Segment Open
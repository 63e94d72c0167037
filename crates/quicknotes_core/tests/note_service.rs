use quicknotes_core::db::open_db_in_memory;
use quicknotes_core::{
    Clock, NoteDraft, NoteService, NoteServiceError, NoteStore, NoteValidationError,
};
use std::collections::HashMap;
use std::sync::atomic::{AtomicI64, Ordering};
use std::sync::Arc;
use std::time::{Duration, SystemTime, UNIX_EPOCH};
use tokio::time::timeout;
use uuid::Uuid;

const FEED_WAIT: Duration = Duration::from_secs(5);

#[derive(Clone)]
struct ManualClock(Arc<AtomicI64>);

impl ManualClock {
    fn at(now: i64) -> Self {
        Self(Arc::new(AtomicI64::new(now)))
    }

    fn set(&self, now: i64) {
        self.0.store(now, Ordering::SeqCst);
    }
}

impl Clock for ManualClock {
    fn now_ms(&self) -> i64 {
        self.0.load(Ordering::SeqCst)
    }
}

fn memory_store() -> NoteStore {
    NoteStore::from_connection(open_db_in_memory().unwrap()).unwrap()
}

fn epoch_ms() -> i64 {
    i64::try_from(
        SystemTime::now()
            .duration_since(UNIX_EPOCH)
            .unwrap()
            .as_millis(),
    )
    .unwrap()
}

#[tokio::test]
async fn add_note_assigns_id_and_current_timestamp() {
    let service = NoteService::new(memory_store());

    let before = epoch_ms();
    let note = service.add_note("T", "C").await.unwrap();
    let after = epoch_ms();

    assert_eq!(note.title, "T");
    assert_eq!(note.content, "C");
    assert!(note.timestamp >= before && note.timestamp <= after + 1);
    assert!(!note.id.is_nil());
}

#[tokio::test]
async fn add_then_get_matches_every_field() {
    let service = NoteService::new(memory_store());
    let added = service.add_note("Round", "trip").await.unwrap();

    let loaded = service.get_note(added.id).await.unwrap();
    assert_eq!(loaded, Some(added));
}

#[tokio::test]
async fn added_notes_get_distinct_ids() {
    let service = NoteService::new(memory_store());
    let first = service.add_note("same", "same").await.unwrap();
    let second = service.add_note("same", "same").await.unwrap();
    assert_ne!(first.id, second.id);
    assert_eq!(service.notes().current().len(), 2);
}

#[tokio::test]
async fn update_keeps_id_and_advances_timestamp() {
    let clock = ManualClock::at(1_000);
    let service = NoteService::with_clock(memory_store(), clock.clone());
    let created = service.add_note("T", "C").await.unwrap();

    clock.set(2_000);
    let updated = service.update_note(created.id, "T2", "C2").await.unwrap();

    assert_eq!(updated.id, created.id);
    assert_eq!(updated.title, "T2");
    assert_eq!(updated.content, "C2");
    assert_eq!(updated.timestamp, 2_000);
    assert_eq!(service.get_note(created.id).await.unwrap(), Some(updated));
}

#[tokio::test]
async fn repeated_identical_updates_still_advance_timestamp() {
    let clock = ManualClock::at(5_000);
    let service = NoteService::with_clock(memory_store(), clock);
    let created = service.add_note("T", "C").await.unwrap();

    let first = service.update_note(created.id, "T2", "C2").await.unwrap();
    let second = service.update_note(created.id, "T2", "C2").await.unwrap();

    assert!(first.timestamp > created.timestamp);
    assert!(second.timestamp > first.timestamp);
    assert_eq!(second.title, first.title);
    assert_eq!(second.content, first.content);
}

#[tokio::test]
async fn new_service_stamps_above_existing_notes() {
    let store = memory_store();
    let early = NoteService::with_clock(store.clone(), ManualClock::at(10_000));
    let note = early.add_note("from the future", "").await.unwrap();

    let late = NoteService::with_clock(store, ManualClock::at(50));
    let updated = late.update_note(note.id, "edited", "").await.unwrap();
    assert!(updated.timestamp > note.timestamp);
}

#[tokio::test]
async fn update_advances_past_a_sibling_service_sharing_the_store() {
    let store = memory_store();
    let lagging = NoteService::with_clock(store.clone(), ManualClock::at(50));
    let leading = NoteService::with_clock(store, ManualClock::at(10_000));

    let note = leading.add_note("written ahead", "").await.unwrap();
    let updated = lagging.update_note(note.id, "edited", "").await.unwrap();

    assert!(updated.timestamp > note.timestamp);
    assert_eq!(lagging.get_note(note.id).await.unwrap(), Some(updated));
}

#[tokio::test]
async fn get_deleted_or_unknown_id_is_not_found() {
    let service = NoteService::new(memory_store());
    let note = service.add_note("gone", "").await.unwrap();
    service.delete_note(&note).await.unwrap();

    assert_eq!(service.get_note(note.id).await.unwrap(), None);
    assert_eq!(service.get_note(Uuid::new_v4()).await.unwrap(), None);
}

#[tokio::test]
async fn deleting_twice_is_a_noop() {
    let service = NoteService::new(memory_store());
    let keep = service.add_note("keep", "").await.unwrap();
    let drop_me = service.add_note("drop", "").await.unwrap();

    service.delete_note(&drop_me).await.unwrap();
    service.delete_note(&drop_me).await.unwrap();

    assert_eq!(service.notes().current(), vec![keep]);
}

#[tokio::test]
async fn groceries_todo_scenario_leaves_only_todo() {
    let service = NoteService::new(memory_store());
    let mut feed = service.notes();
    assert_eq!(timeout(FEED_WAIT, feed.next()).await.unwrap(), Some(vec![]));

    let groceries = service.add_note("Groceries", "Milk, eggs").await.unwrap();
    let todo = service.add_note("Todo", "Call Alice").await.unwrap();
    service.delete_note(&groceries).await.unwrap();

    let emitted = timeout(FEED_WAIT, feed.next()).await.unwrap().unwrap();
    assert_eq!(emitted, vec![todo]);
}

#[tokio::test]
async fn feed_tracks_a_model_through_mixed_operations() {
    let service = NoteService::new(memory_store());
    let mut model = HashMap::new();
    let mut ids = Vec::new();

    for step in 0..40u32 {
        match step % 5 {
            0 | 1 | 3 => {
                let note = service
                    .add_note(format!("title {step}"), format!("body {step}"))
                    .await
                    .unwrap();
                ids.push(note.id);
                model.insert(note.id, note);
            }
            2 => {
                let id = ids[(step as usize * 7) % ids.len()];
                let note = service
                    .update_note(id, format!("edited {step}"), String::new())
                    .await
                    .unwrap();
                model.insert(id, note);
            }
            _ => {
                let id = ids[(step as usize * 3) % ids.len()];
                if let Some(note) = model.remove(&id) {
                    service.delete_note(&note).await.unwrap();
                }
            }
        }

        let snapshot = service.notes().current();
        assert_eq!(snapshot.len(), model.len(), "step {step}");
        for note in &snapshot {
            assert_eq!(model.get(&note.id), Some(note), "step {step}");
        }
        assert!(snapshot
            .windows(2)
            .all(|pair| pair[0].timestamp >= pair[1].timestamp));
    }
}

#[tokio::test]
async fn concurrent_updates_to_same_id_resolve_to_one_writer() {
    let service = Arc::new(NoteService::new(memory_store()));
    let id = service.add_note("base", "").await.unwrap().id;

    let mut handles = Vec::new();
    for writer in 0..8 {
        let service = Arc::clone(&service);
        handles.push(tokio::spawn(async move {
            service
                .update_note(id, format!("writer {writer}"), String::new())
                .await
                .unwrap()
        }));
    }
    let mut written = Vec::new();
    for handle in handles {
        written.push(handle.await.unwrap());
    }

    let stored = service.get_note(id).await.unwrap().unwrap();
    assert!(written.contains(&stored));
    assert_eq!(service.notes().current(), vec![stored]);
}

#[tokio::test]
async fn save_draft_rejects_empty_note_without_writing() {
    let service = NoteService::new(memory_store());

    let err = service
        .save_draft(None, NoteDraft::new(" ", ""))
        .await
        .unwrap_err();
    assert!(matches!(
        err,
        NoteServiceError::Validation(NoteValidationError::EmptyNote)
    ));
    assert!(service.notes().current().is_empty());
}

#[tokio::test]
async fn save_draft_creates_then_updates() {
    let service = NoteService::new(memory_store());
    let created = service
        .save_draft(None, NoteDraft::new("draft", ""))
        .await
        .unwrap();
    let updated = service
        .save_draft(Some(created.id), NoteDraft::new("draft", "with body"))
        .await
        .unwrap();

    assert_eq!(updated.id, created.id);
    assert_eq!(service.notes().current(), vec![updated]);
}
Segment Closed
» Your task: Output the lines of the records above exactly as they appear, from the line containing "SystemTime::now()" through the line containing "async fn added_notes_get_distinct_ids()".

» Response:
        SystemTime::now()
            .duration_since(UNIX_EPOCH)
            .unwrap()
            .as_millis(),
    )
    .unwrap()
}

#[tokio::test]
async fn add_note_assigns_id_and_current_timestamp() {
    let service = NoteService::new(memory_store());

    let before = epoch_ms();
    let note = service.add_note("T", "C").await.unwrap();
    let after = epoch_ms();

    assert_eq!(note.title, "T");
    assert_eq!(note.content, "C");
    assert!(note.timestamp >= before && note.timestamp <= after + 1);
    assert!(!note.id.is_nil());
}

#[tokio::test]
async fn add_then_get_matches_every_field() {
    let service = NoteService::new(memory_store());
    let added = service.add_note("Round", "trip").await.unwrap();

    let loaded = service.get_note(added.id).await.unwrap();
    assert_eq!(loaded, Some(added));
}

#[tokio::test]
async fn added_notes_get_distinct_ids() {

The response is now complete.